# Instructions to follow:
Retype, without any change, the first line of the records and every line after it through the one containing "pub fn log_filter(&self)".

(Entries taken from a collection)
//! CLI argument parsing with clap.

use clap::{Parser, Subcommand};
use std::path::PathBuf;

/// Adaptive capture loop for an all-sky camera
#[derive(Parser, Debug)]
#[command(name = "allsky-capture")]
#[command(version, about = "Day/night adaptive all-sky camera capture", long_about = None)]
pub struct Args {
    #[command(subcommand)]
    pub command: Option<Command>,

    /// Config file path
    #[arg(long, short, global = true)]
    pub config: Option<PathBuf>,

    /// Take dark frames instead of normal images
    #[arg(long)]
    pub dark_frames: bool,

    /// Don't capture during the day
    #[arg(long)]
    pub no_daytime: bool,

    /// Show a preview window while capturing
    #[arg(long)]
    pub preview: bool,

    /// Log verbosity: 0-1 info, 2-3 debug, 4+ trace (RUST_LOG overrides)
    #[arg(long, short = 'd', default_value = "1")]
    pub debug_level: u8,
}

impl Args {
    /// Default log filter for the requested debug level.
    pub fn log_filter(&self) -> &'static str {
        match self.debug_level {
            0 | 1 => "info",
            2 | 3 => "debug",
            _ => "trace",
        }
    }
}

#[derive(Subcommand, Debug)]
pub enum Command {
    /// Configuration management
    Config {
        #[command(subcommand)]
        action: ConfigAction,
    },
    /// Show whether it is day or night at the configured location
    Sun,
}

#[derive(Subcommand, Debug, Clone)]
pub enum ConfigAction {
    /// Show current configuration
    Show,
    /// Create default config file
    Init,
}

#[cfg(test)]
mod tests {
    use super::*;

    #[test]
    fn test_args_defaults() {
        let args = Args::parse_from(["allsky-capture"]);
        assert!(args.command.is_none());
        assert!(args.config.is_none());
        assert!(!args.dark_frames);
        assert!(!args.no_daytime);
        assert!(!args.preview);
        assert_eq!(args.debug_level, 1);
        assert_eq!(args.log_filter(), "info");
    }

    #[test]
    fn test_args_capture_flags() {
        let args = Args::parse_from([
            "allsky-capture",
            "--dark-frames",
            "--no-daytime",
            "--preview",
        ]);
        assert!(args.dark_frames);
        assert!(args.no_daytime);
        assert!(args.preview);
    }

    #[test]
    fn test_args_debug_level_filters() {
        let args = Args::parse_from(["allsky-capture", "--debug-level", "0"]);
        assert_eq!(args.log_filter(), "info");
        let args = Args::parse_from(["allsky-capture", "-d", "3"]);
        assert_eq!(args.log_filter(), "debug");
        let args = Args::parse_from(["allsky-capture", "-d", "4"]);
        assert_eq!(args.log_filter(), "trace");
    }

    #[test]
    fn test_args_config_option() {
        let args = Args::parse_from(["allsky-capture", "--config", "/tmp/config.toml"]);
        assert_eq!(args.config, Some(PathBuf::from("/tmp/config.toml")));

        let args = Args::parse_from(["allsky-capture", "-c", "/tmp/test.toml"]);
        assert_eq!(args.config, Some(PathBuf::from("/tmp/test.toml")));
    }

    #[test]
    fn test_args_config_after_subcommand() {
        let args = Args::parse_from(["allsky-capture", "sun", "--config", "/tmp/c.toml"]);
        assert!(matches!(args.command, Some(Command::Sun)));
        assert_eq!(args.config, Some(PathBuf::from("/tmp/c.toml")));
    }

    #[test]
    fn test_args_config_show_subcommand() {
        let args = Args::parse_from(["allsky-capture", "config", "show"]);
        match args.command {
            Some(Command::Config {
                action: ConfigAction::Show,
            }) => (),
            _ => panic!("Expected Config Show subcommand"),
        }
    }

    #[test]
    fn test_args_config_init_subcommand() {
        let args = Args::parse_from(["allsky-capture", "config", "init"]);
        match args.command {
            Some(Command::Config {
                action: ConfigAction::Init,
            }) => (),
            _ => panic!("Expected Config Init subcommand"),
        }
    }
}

# Solution to this problem:
//! CLI argument parsing with clap.

use clap::{Parser, Subcommand};
use std::path::PathBuf;

/// Adaptive capture loop for an all-sky camera
#[derive(Parser, Debug)]
#[command(name = "allsky-capture")]
#[command(version, about = "Day/night adaptive all-sky camera capture", long_about = None)]
pub struct Args {
    #[command(subcommand)]
    pub command: Option<Command>,

    /// Config file path
    #[arg(long, short, global = true)]
    pub config: Option<PathBuf>,

    /// Take dark frames instead of normal images
    #[arg(long)]
    pub dark_frames: bool,

    /// Don't capture during the day
    #[arg(long)]
    pub no_daytime: bool,

    /// Show a preview window while capturing
    #[arg(long)]
    pub preview: bool,

    /// Log verbosity: 0-1 info, 2-3 debug, 4+ trace (RUST_LOG overrides)
    #[arg(long, short = 'd', default_value = "1")]
    pub debug_level: u8,
}

impl Args {
    /// Default log filter for the requested debug level.
    pub fn log_filter(&self) -> &'static str {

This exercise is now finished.